-- Opening Marker --
// This file is part of the terraform-provider-spotinst project
//
// Copyright (C) The terraform-provider-spotinst Authors, 2026.
//
// Licensed under the Apache License, Version 2.0 (the "License")
// you may not use this file except in compliance with the License.
// You may obtain a copy of the License at
//
//     http://www.apache.org/licenses/LICENSE-2.0
//
// Unless required by applicable law or agreed to in writing, software
// distributed under the License is distributed on an "AS IS" BASIS,
// WITHOUT WARRANTIES OR CONDITIONS OF ANY KIND, either express or implied.
// See the License for the specific language governing permissions and
// limitations under the License.

//! AWS EMR MRScaler endpoints: `/aws/emr/mrScaler`

use serde::{Deserialize, Serialize};

use super::common::{AvailabilityZone, Nullable, Tag};
use super::{ApiError, Client};

const SCALER_PATH: &str = "/aws/emr/mrScaler";

pub struct MrScalerApi<'a> {
    client: &'a Client,
}

impl<'a> MrScalerApi<'a> {
    pub fn new(client: &'a Client) -> Self {
        Self { client }
    }

    pub async fn create(&self, scaler: &Scaler) -> Result<Scaler, ApiError> {
        tracing::debug!(name = ?scaler.name, "creating MRScaler");
        self.client.create_item(SCALER_PATH, "mrScaler", scaler).await
    }

    pub async fn read(&self, id: &str) -> Result<Scaler, ApiError> {
        self.client
            .read_item(&format!("{SCALER_PATH}/{id}"))
            .await
            .map_err(|err| not_found(err, id))
    }

    pub async fn update(&self, id: &str, scaler: &Scaler) -> Result<Scaler, ApiError> {
        tracing::debug!(id, "updating MRScaler");
        self.client
            .update_item(&format!("{SCALER_PATH}/{id}"), "mrScaler", scaler)
            .await
            .map_err(|err| not_found(err, id))
    }

    pub async fn delete(&self, id: &str) -> Result<(), ApiError> {
        tracing::debug!(id, "deleting MRScaler");
        self.client
            .delete_item(&format!("{SCALER_PATH}/{id}"))
            .await
            .map_err(|err| not_found(err, id))
    }
}

fn not_found(err: ApiError, id: &str) -> ApiError {
    if err.is_not_found() {
        ApiError::NotFound(format!("MRScaler {id}"))
    } else {
        err
    }
}

#[derive(Debug, Clone, Default, PartialEq, Serialize, Deserialize)]
#[serde(rename_all = "camelCase")]
pub struct Scaler {
    #[serde(skip_serializing_if = "Option::is_none")]
    pub id: Option<String>,
    #[serde(skip_serializing_if = "Option::is_none")]
    pub name: Option<String>,
    #[serde(default, skip_serializing_if = "Nullable::is_absent")]
    pub description: Nullable<String>,
    #[serde(skip_serializing_if = "Option::is_none")]
    pub region: Option<String>,
    /// Id of the EMR cluster managed by the scaler, reported by the API
    #[serde(default, skip_serializing)]
    pub output_cluster_id: Option<String>,
    #[serde(skip_serializing_if = "Option::is_none")]
    pub strategy: Option<ScalerStrategy>,
    #[serde(skip_serializing_if = "Option::is_none")]
    pub compute: Option<ScalerCompute>,
    #[serde(skip_serializing_if = "Option::is_none")]
    pub cluster: Option<ScalerCluster>,
    #[serde(skip_serializing_if = "Option::is_none")]
    pub scaling: Option<Scaling>,
    #[serde(skip_serializing_if = "Option::is_none")]
    pub core_scaling: Option<Scaling>,
    #[serde(skip_serializing_if = "Option::is_none")]
    pub scheduling: Option<Scheduling>,
}

#[derive(Debug, Clone, Default, PartialEq, Serialize, Deserialize)]
#[serde(rename_all = "camelCase")]
pub struct ScalerStrategy {
    #[serde(rename = "new", skip_serializing_if = "Option::is_none")]
    pub new_cluster: Option<NewStrategy>,
    #[serde(rename = "clone", skip_serializing_if = "Option::is_none")]
    pub clone_cluster: Option<CloneStrategy>,
    #[serde(skip_serializing_if = "Option::is_none")]
    pub wrapping: Option<WrapStrategy>,
    #[serde(skip_serializing_if = "Option::is_none")]
    pub provisioning_timeout: Option<ProvisioningTimeout>,
}

#[derive(Debug, Clone, Default, PartialEq, Serialize, Deserialize)]
#[serde(rename_all = "camelCase")]
pub struct NewStrategy {
    #[serde(skip_serializing_if = "Option::is_none")]
    pub release_label: Option<String>,
    #[serde(skip_serializing_if = "Option::is_none")]
    pub number_of_retries: Option<i64>,
}

#[derive(Debug, Clone, Default, PartialEq, Serialize, Deserialize)]
#[serde(rename_all = "camelCase")]
pub struct CloneStrategy {
    #[serde(skip_serializing_if = "Option::is_none")]
    pub origin_cluster_id: Option<String>,
    #[serde(skip_serializing_if = "Option::is_none")]
    pub number_of_retries: Option<i64>,
    #[serde(skip_serializing_if = "Option::is_none")]
    pub include_steps: Option<bool>,
}

#[derive(Debug, Clone, Default, PartialEq, Serialize, Deserialize)]
#[serde(rename_all = "camelCase")]
pub struct WrapStrategy {
    #[serde(skip_serializing_if = "Option::is_none")]
    pub source_cluster_id: Option<String>,
}

#[derive(Debug, Clone, Default, PartialEq, Serialize, Deserialize)]
#[serde(rename_all = "camelCase")]
pub struct ProvisioningTimeout {
    #[serde(skip_serializing_if = "Option::is_none")]
    pub timeout: Option<i64>,
    #[serde(skip_serializing_if = "Option::is_none")]
    pub timeout_action: Option<String>,
}

#[derive(Debug, Clone, Default, PartialEq, Serialize, Deserialize)]
#[serde(rename_all = "camelCase")]
pub struct ScalerCompute {
    #[serde(skip_serializing_if = "Option::is_none")]
    pub availability_zones: Option<Vec<AvailabilityZone>>,
    #[serde(skip_serializing_if = "Option::is_none")]
    pub instance_groups: Option<InstanceGroups>,
    #[serde(skip_serializing_if = "Option::is_none")]
    pub tags: Option<Vec<Tag>>,
    #[serde(skip_serializing_if = "Option::is_none")]
    pub ec2_key_name: Option<String>,
    #[serde(skip_serializing_if = "Option::is_none")]
    pub custom_ami_id: Option<String>,
    #[serde(skip_serializing_if = "Option::is_none")]
    pub repo_upgrade_on_boot: Option<String>,
    #[serde(skip_serializing_if = "Option::is_none")]
    pub ebs_root_volume_size: Option<i64>,
    #[serde(skip_serializing_if = "Option::is_none")]
    pub managed_primary_security_group: Option<String>,
    #[serde(skip_serializing_if = "Option::is_none")]
    pub managed_replica_security_group: Option<String>,
    #[serde(skip_serializing_if = "Option::is_none")]
    pub service_access_security_group: Option<String>,
    #[serde(skip_serializing_if = "Option::is_none")]
    pub additional_primary_security_groups: Option<Vec<String>>,
    #[serde(skip_serializing_if = "Option::is_none")]
    pub additional_replica_security_groups: Option<Vec<String>>,
    #[serde(skip_serializing_if = "Option::is_none")]
    pub applications: Option<Vec<Application>>,
    #[serde(skip_serializing_if = "Option::is_none")]
    pub steps: Option<FileWrapper>,
    #[serde(skip_serializing_if = "Option::is_none")]
    pub configurations: Option<FileWrapper>,
    #[serde(skip_serializing_if = "Option::is_none")]
    pub bootstrap_actions: Option<FileWrapper>,
}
-- Closing Marker --
- _Work item_
Extract all of the material exactly as it is written.

- _Output of the task_
// This file is part of the terraform-provider-spotinst project
//
// Copyright (C) The terraform-provider-spotinst Authors, 2026.
//
// Licensed under the Apache License, Version 2.0 (the "License")
// you may not use this file except in compliance with the License.
// You may obtain a copy of the License at
//
//     http://www.apache.org/licenses/LICENSE-2.0
//
// Unless required by applicable law or agreed to in writing, software
// distributed under the License is distributed on an "AS IS" BASIS,
// WITHOUT WARRANTIES OR CONDITIONS OF ANY KIND, either express or implied.
// See the License for the specific language governing permissions and
// limitations under the License.

//! AWS EMR MRScaler endpoints: `/aws/emr/mrScaler`

use serde::{Deserialize, Serialize};

use super::common::{AvailabilityZone, Nullable, Tag};
use super::{ApiError, Client};

const SCALER_PATH: &str = "/aws/emr/mrScaler";

pub struct MrScalerApi<'a> {
    client: &'a Client,
}

impl<'a> MrScalerApi<'a> {
    pub fn new(client: &'a Client) -> Self {
        Self { client }
    }

    pub async fn create(&self, scaler: &Scaler) -> Result<Scaler, ApiError> {
        tracing::debug!(name = ?scaler.name, "creating MRScaler");
        self.client.create_item(SCALER_PATH, "mrScaler", scaler).await
    }

    pub async fn read(&self, id: &str) -> Result<Scaler, ApiError> {
        self.client
            .read_item(&format!("{SCALER_PATH}/{id}"))
            .await
            .map_err(|err| not_found(err, id))
    }

    pub async fn update(&self, id: &str, scaler: &Scaler) -> Result<Scaler, ApiError> {
        tracing::debug!(id, "updating MRScaler");
        self.client
            .update_item(&format!("{SCALER_PATH}/{id}"), "mrScaler", scaler)
            .await
            .map_err(|err| not_found(err, id))
    }

    pub async fn delete(&self, id: &str) -> Result<(), ApiError> {
        tracing::debug!(id, "deleting MRScaler");
        self.client
            .delete_item(&format!("{SCALER_PATH}/{id}"))
            .await
            .map_err(|err| not_found(err, id))
    }
}

fn not_found(err: ApiError, id: &str) -> ApiError {
    if err.is_not_found() {
        ApiError::NotFound(format!("MRScaler {id}"))
    } else {
        err
    }
}

#[derive(Debug, Clone, Default, PartialEq, Serialize, Deserialize)]
#[serde(rename_all = "camelCase")]
pub struct Scaler {
    #[serde(skip_serializing_if = "Option::is_none")]
    pub id: Option<String>,
    #[serde(skip_serializing_if = "Option::is_none")]
    pub name: Option<String>,
    #[serde(default, skip_serializing_if = "Nullable::is_absent")]
    pub description: Nullable<String>,
    #[serde(skip_serializing_if = "Option::is_none")]
    pub region: Option<String>,
    /// Id of the EMR cluster managed by the scaler, reported by the API
    #[serde(default, skip_serializing)]
    pub output_cluster_id: Option<String>,
    #[serde(skip_serializing_if = "Option::is_none")]
    pub strategy: Option<ScalerStrategy>,
    #[serde(skip_serializing_if = "Option::is_none")]
    pub compute: Option<ScalerCompute>,
    #[serde(skip_serializing_if = "Option::is_none")]
    pub cluster: Option<ScalerCluster>,
    #[serde(skip_serializing_if = "Option::is_none")]
    pub scaling: Option<Scaling>,
    #[serde(skip_serializing_if = "Option::is_none")]
    pub core_scaling: Option<Scaling>,
    #[serde(skip_serializing_if = "Option::is_none")]
    pub scheduling: Option<Scheduling>,
}

#[derive(Debug, Clone, Default, PartialEq, Serialize, Deserialize)]
#[serde(rename_all = "camelCase")]
pub struct ScalerStrategy {
    #[serde(rename = "new", skip_serializing_if = "Option::is_none")]
    pub new_cluster: Option<NewStrategy>,
    #[serde(rename = "clone", skip_serializing_if = "Option::is_none")]
    pub clone_cluster: Option<CloneStrategy>,
    #[serde(skip_serializing_if = "Option::is_none")]
    pub wrapping: Option<WrapStrategy>,
    #[serde(skip_serializing_if = "Option::is_none")]
    pub provisioning_timeout: Option<ProvisioningTimeout>,
}

#[derive(Debug, Clone, Default, PartialEq, Serialize, Deserialize)]
#[serde(rename_all = "camelCase")]
pub struct NewStrategy {
    #[serde(skip_serializing_if = "Option::is_none")]
    pub release_label: Option<String>,
    #[serde(skip_serializing_if = "Option::is_none")]
    pub number_of_retries: Option<i64>,
}

#[derive(Debug, Clone, Default, PartialEq, Serialize, Deserialize)]
#[serde(rename_all = "camelCase")]
pub struct CloneStrategy {
    #[serde(skip_serializing_if = "Option::is_none")]
    pub origin_cluster_id: Option<String>,
    #[serde(skip_serializing_if = "Option::is_none")]
    pub number_of_retries: Option<i64>,
    #[serde(skip_serializing_if = "Option::is_none")]
    pub include_steps: Option<bool>,
}

#[derive(Debug, Clone, Default, PartialEq, Serialize, Deserialize)]
#[serde(rename_all = "camelCase")]
pub struct WrapStrategy {
    #[serde(skip_serializing_if = "Option::is_none")]
    pub source_cluster_id: Option<String>,
}

#[derive(Debug, Clone, Default, PartialEq, Serialize, Deserialize)]
#[serde(rename_all = "camelCase")]
pub struct ProvisioningTimeout {
    #[serde(skip_serializing_if = "Option::is_none")]
    pub timeout: Option<i64>,
    #[serde(skip_serializing_if = "Option::is_none")]
    pub timeout_action: Option<String>,
}

#[derive(Debug, Clone, Default, PartialEq, Serialize, Deserialize)]
#[serde(rename_all = "camelCase")]
pub struct ScalerCompute {
    #[serde(skip_serializing_if = "Option::is_none")]
    pub availability_zones: Option<Vec<AvailabilityZone>>,
    #[serde(skip_serializing_if = "Option::is_none")]
    pub instance_groups: Option<InstanceGroups>,
    #[serde(skip_serializing_if = "Option::is_none")]
    pub tags: Option<Vec<Tag>>,
    #[serde(skip_serializing_if = "Option::is_none")]
    pub ec2_key_name: Option<String>,
    #[serde(skip_serializing_if = "Option::is_none")]
    pub custom_ami_id: Option<String>,
    #[serde(skip_serializing_if = "Option::is_none")]
    pub repo_upgrade_on_boot: Option<String>,
    #[serde(skip_serializing_if = "Option::is_none")]
    pub ebs_root_volume_size: Option<i64>,
    #[serde(skip_serializing_if = "Option::is_none")]
    pub managed_primary_security_group: Option<String>,
    #[serde(skip_serializing_if = "Option::is_none")]
    pub managed_replica_security_group: Option<String>,
    #[serde(skip_serializing_if = "Option::is_none")]
    pub service_access_security_group: Option<String>,
    #[serde(skip_serializing_if = "Option::is_none")]
    pub additional_primary_security_groups: Option<Vec<String>>,
    #[serde(skip_serializing_if = "Option::is_none")]
    pub additional_replica_security_groups: Option<Vec<String>>,
    #[serde(skip_serializing_if = "Option::is_none")]
    pub applications: Option<Vec<Application>>,
    #[serde(skip_serializing_if = "Option::is_none")]
    pub steps: Option<FileWrapper>,
    #[serde(skip_serializing_if = "Option::is_none")]
    pub configurations: Option<FileWrapper>,
    #[serde(skip_serializing_if = "Option::is_none")]
    pub bootstrap_actions: Option<FileWrapper>,
}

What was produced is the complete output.